Die Gesamtzahlen der Flüchtlinge sind weit geringer als noch vor dem Türkei-Deal – aber sie steigen.
Lesbos. Es sind Bilder und Schicksale, die ans Jahr 2015 erinnern, als Europa von der großen Flüchtlingswelle überrumpelt wurde, auf die kein Land vorbereitet war.
In hoffnungslos überfüllten Schlauchbooten erreichen Flüchtlinge aus Syrien, viele aber auch aus Afrika, die Küste der griechischen Insel Lesbos. Einige von ihnen können von der türkischen Küstenwache gestoppt und aufs türkische Festland gebracht werden, doch die meisten kommen durch in die EU. Bis zu 500 sind es in einer Nacht.

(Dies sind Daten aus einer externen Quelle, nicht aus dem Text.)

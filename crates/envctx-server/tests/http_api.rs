//! End-to-end HTTP tests against wiremock-backed upstream providers.

use std::sync::Arc;
use std::time::Duration;

use chrono::{TimeZone, Utc};
use envctx_context::temporal::DEFAULT_TIMEZONE;
use envctx_context::{ContextAggregator, ContextService, FixedClock};
use envctx_providers::{NagerHolidayProvider, OpenMeteoWeatherProvider};
use envctx_server::{EnvctxServer, ServerConfig};
use serde_json::{Value, json};
use tokio_util::sync::CancellationToken;
use wiremock::matchers::{method, path, query_param};
use wiremock::{Mock, MockServer, ResponseTemplate};

struct Upstreams {
    nager: MockServer,
    meteo: MockServer,
}

impl Upstreams {
    async fn start() -> Self {
        Self {
            nager: MockServer::start().await,
            meteo: MockServer::start().await,
        }
    }

    async fn healthy(self) -> Self {
        Mock::given(method("GET"))
            .and(path("/api/v3/PublicHolidays/2025/DE"))
            .respond_with(ResponseTemplate::new(200).set_body_json(json!([
                {"date": "2025-10-03", "localName": "Tag der Deutschen Einheit", "counties": null},
                {"date": "2025-10-31", "localName": "Reformationstag", "counties": ["DE-BB", "DE-SN"]}
            ])))
            .mount(&self.nager)
            .await;
        Mock::given(method("GET"))
            .and(path("/v1/forecast"))
            .and(query_param("latitude", "49.0069"))
            .respond_with(ResponseTemplate::new(200).set_body_json(json!({
                "current": {
                    "temperature_2m": 12.3,
                    "precipitation": 0.2,
                    "wind_speed_10m": 9.0,
                    "weather_code": 61
                }
            })))
            .mount(&self.meteo)
            .await;
        self
    }

    fn server(&self) -> EnvctxServer {
        let timeout = Duration::from_secs(2);
        let aggregator = ContextAggregator::new(
            Arc::new(NagerHolidayProvider::new(self.nager.uri(), timeout)),
            Arc::new(OpenMeteoWeatherProvider::new(
                format!("{}/v1", self.meteo.uri()),
                timeout,
            )),
        );
        let clock = Arc::new(FixedClock::new(
            Utc.with_ymd_and_hms(2025, 10, 3, 14, 0, 0).unwrap(),
        ));
        let service = Arc::new(ContextService::new(aggregator, clock, DEFAULT_TIMEZONE));
        EnvctxServer::new(ServerConfig::default(), service)
    }
}

struct Running {
    base: String,
    cancel: CancellationToken,
    handle: tokio::task::JoinHandle<std::io::Result<()>>,
}

impl Running {
    async fn start(server: EnvctxServer) -> Self {
        let listener = server.bind().await.unwrap();
        let base = format!("http://{}", listener.local_addr().unwrap());
        let cancel = CancellationToken::new();
        let handle = tokio::spawn(server.serve(listener, cancel.clone()));
        Self {
            base,
            cancel,
            handle,
        }
    }

    async fn get(&self, path: &str) -> Value {
        let resp = reqwest::get(format!("{}{path}", self.base)).await.unwrap();
        assert!(resp.status().is_success(), "GET {path} -> {}", resp.status());
        resp.json().await.unwrap()
    }

    async fn stop(self) {
        self.cancel.cancel();
        tokio::time::timeout(Duration::from_secs(5), self.handle)
            .await
            .unwrap()
            .unwrap()
            .unwrap();
    }
}

#[tokio::test]
async fn snapshot_aggregates_upstream_data() {
    let upstreams = Upstreams::start().await.healthy().await;
    let running = Running::start(upstreams.server()).await;

    let json = running.get("/context").await;
    assert_eq!(json["type"], "context-snapshot");
    assert_eq!(json["producedAt"], "2025-10-03T16:00:00+02:00");

    let data = &json["data"];
    assert_eq!(data["dateTime"]["weekday"], "Friday");
    assert_eq!(data["dateTime"]["partOfDay"], "afternoon");
    assert_eq!(data["dateTime"]["timezone"], "Europe/Berlin");
    assert_eq!(data["holidays"].as_array().unwrap().len(), 2);
    assert_eq!(data["holidays"][0]["localName"], "Tag der Deutschen Einheit");
    assert_eq!(data["holidays"][0]["countryCode"], "DE");
    assert_eq!(data["holidays"][1]["regions"], json!(["DE-BB", "DE-SN"]));
    assert_eq!(data["weather"]["provider"], "open-meteo");
    assert_eq!(data["weather"]["temperatureC"], 12.3);
    assert_eq!(data["weather"]["windKph"], 9.0);
    assert_eq!(data["weather"]["precipitationMm"], 0.2);
    assert_eq!(data["weather"]["summary"], "Rain");

    running.stop().await;
}

#[tokio::test]
async fn delta_follows_hash() {
    let upstreams = Upstreams::start().await.healthy().await;
    let running = Running::start(upstreams.server()).await;

    let snapshot = running.get("/context").await;
    let hash = snapshot["hash"].as_str().unwrap().to_string();

    let same = running.get(&format!("/context/delta?sinceHash={hash}")).await;
    assert_eq!(same["type"], "context-delta");
    assert_eq!(same["data"], json!({}));
    assert_eq!(same["hash"], hash.as_str());

    let changed = running.get("/context/delta?sinceHash=0000000000000000").await;
    assert_eq!(changed["data"], snapshot["data"]);
    assert_eq!(changed["hash"], hash.as_str());

    running.stop().await;
}

#[tokio::test]
async fn upstream_outage_degrades_gracefully() {
    let upstreams = Upstreams::start().await;
    Mock::given(method("GET"))
        .respond_with(ResponseTemplate::new(500))
        .mount(&upstreams.nager)
        .await;
    Mock::given(method("GET"))
        .respond_with(ResponseTemplate::new(200).set_body_string("<html>"))
        .mount(&upstreams.meteo)
        .await;
    let running = Running::start(upstreams.server()).await;

    let json = running.get("/context").await;
    assert_eq!(json["data"]["holidays"], json!([]));
    assert!(json["data"]["weather"].is_null());
    assert_eq!(json["data"]["location"]["city"], "Karlsruhe");

    running.stop().await;
}

#[tokio::test]
async fn post_context_routes_hint_to_providers() {
    let upstreams = Upstreams::start().await;
    Mock::given(method("GET"))
        .and(path("/api/v3/PublicHolidays/2025/AT"))
        .respond_with(ResponseTemplate::new(200).set_body_json(json!([
            {"date": "2025-10-26", "localName": "Nationalfeiertag"}
        ])))
        .expect(1)
        .mount(&upstreams.nager)
        .await;
    Mock::given(method("GET"))
        .and(path("/v1/forecast"))
        .and(query_param("latitude", "48.2082"))
        .and(query_param("longitude", "16.3738"))
        .respond_with(ResponseTemplate::new(200).set_body_json(json!({"current": {}})))
        .expect(1)
        .mount(&upstreams.meteo)
        .await;
    let running = Running::start(upstreams.server()).await;

    let resp = reqwest::Client::new()
        .post(format!("{}/context", running.base))
        .header("accept-language", "de-AT")
        .json(&json!({"locationHint": {"lat": 48.2082, "lon": 16.3738, "city": "Wien", "countryCode": "AT"}}))
        .send()
        .await
        .unwrap();
    assert!(resp.status().is_success());
    let json: Value = resp.json().await.unwrap();

    assert_eq!(json["data"]["location"]["city"], "Wien");
    assert_eq!(json["data"]["holidays"][0]["localName"], "Nationalfeiertag");
    assert_eq!(json["data"]["locale"], json!({"language": "de", "locale": "de-AT"}));
    // present but empty, distinct from an absent snapshot
    assert_eq!(json["data"]["weather"]["temperatureC"], Value::Null);
    assert_eq!(json["data"]["weather"]["provider"], "open-meteo");

    running.stop().await;
}

#[tokio::test]
async fn health_over_socket() {
    let upstreams = Upstreams::start().await;
    let running = Running::start(upstreams.server()).await;
    assert_eq!(running.get("/health").await, json!({"ok": true}));
    running.stop().await;
}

Schleusen. Die Menschen kommen aus der Türkei, wo die Zustände für sie zunehmend unhaltbar geworden sind. Bis jetzt hat sich Präsident Recep Tayyip Erdogan an das Flüchtlingsabkommen mit der EU gehalten, das ihm Milliarden einbringt. Nun hat er gedroht, die „Schleusen zu öffnen“.
Die Asylsuchenden werden für ihn nämlich auch zunehmend zu einem innenpolitischen Problem. Die Bevölkerung murrt. 500.000 Syrer leben zurzeit offiziell in Istanbul, dazu kommen viele Flüchtlinge aus Afghanistan oder syrischen Ländern.
Kriegsgebiet. Die türkischen Behörden haben damit begonnen, illegale Flüchtlinge ins Kriegsgebiet im nördlichen Syrien zurückzuschieben. Um dem zu entgehen und auch weil ihnen in der Türkei zunehmend mit Hass begegnet wird, sind viele Richtung Europa aufgebrochen.
Balkanroute. Da auch die Zustände in den Lagern der Insel Lesbos unerträglich sind, werden sie sich wieder auf den Weg über die Balkanroute machen.
Doch noch ist die Zahl der neuen Asylsuchenden nicht hoch. Laut Bild um dreißig Mal geringer als vor dem Türkei-EU-Deal. Und Erdogan wird die „Schleusen“ nicht öffnen. Er braucht das europäische Geld.
1.000 Flüchtlinge pro Woche nach oder durch Österreich
- Nach Europa: UNO-Zahlen zeigen: 63.417 Flüchtlinge kamen heuer bis zum 18. September über das Mittelmeer nach Europa – 20 % weniger als im Vorjahr.
- Italien wird vermieden: 2018 kamen noch 20.859 Menschen per Boot nach Italien, heuer sind es noch 6.570.
- Hotspot Griechenland: Verstärkt wird jetzt Griechenland als EU-Ziel von Migranten angestrebt (siehe links). Im Vorjahr waren es noch 22.261 Menschen, heuer im selben Zeitraum 32.767. Das bedeutet ein Plus von 47 %.
- Destination Österreich: Pro Woche greifen unsere Behörden im Schnitt 355 Flüchtlinge auf (insgesamt 12.061 bis Ende August). Ein Bericht aus Deutschland zeigt, dass etwa 700 pro Woche an der deutsch-österreichischen Grenze aufgegriffen werden. Insgesamt reisen also wöchentlich etwa 1.000 Flüchtlinge nach oder durch Österreich.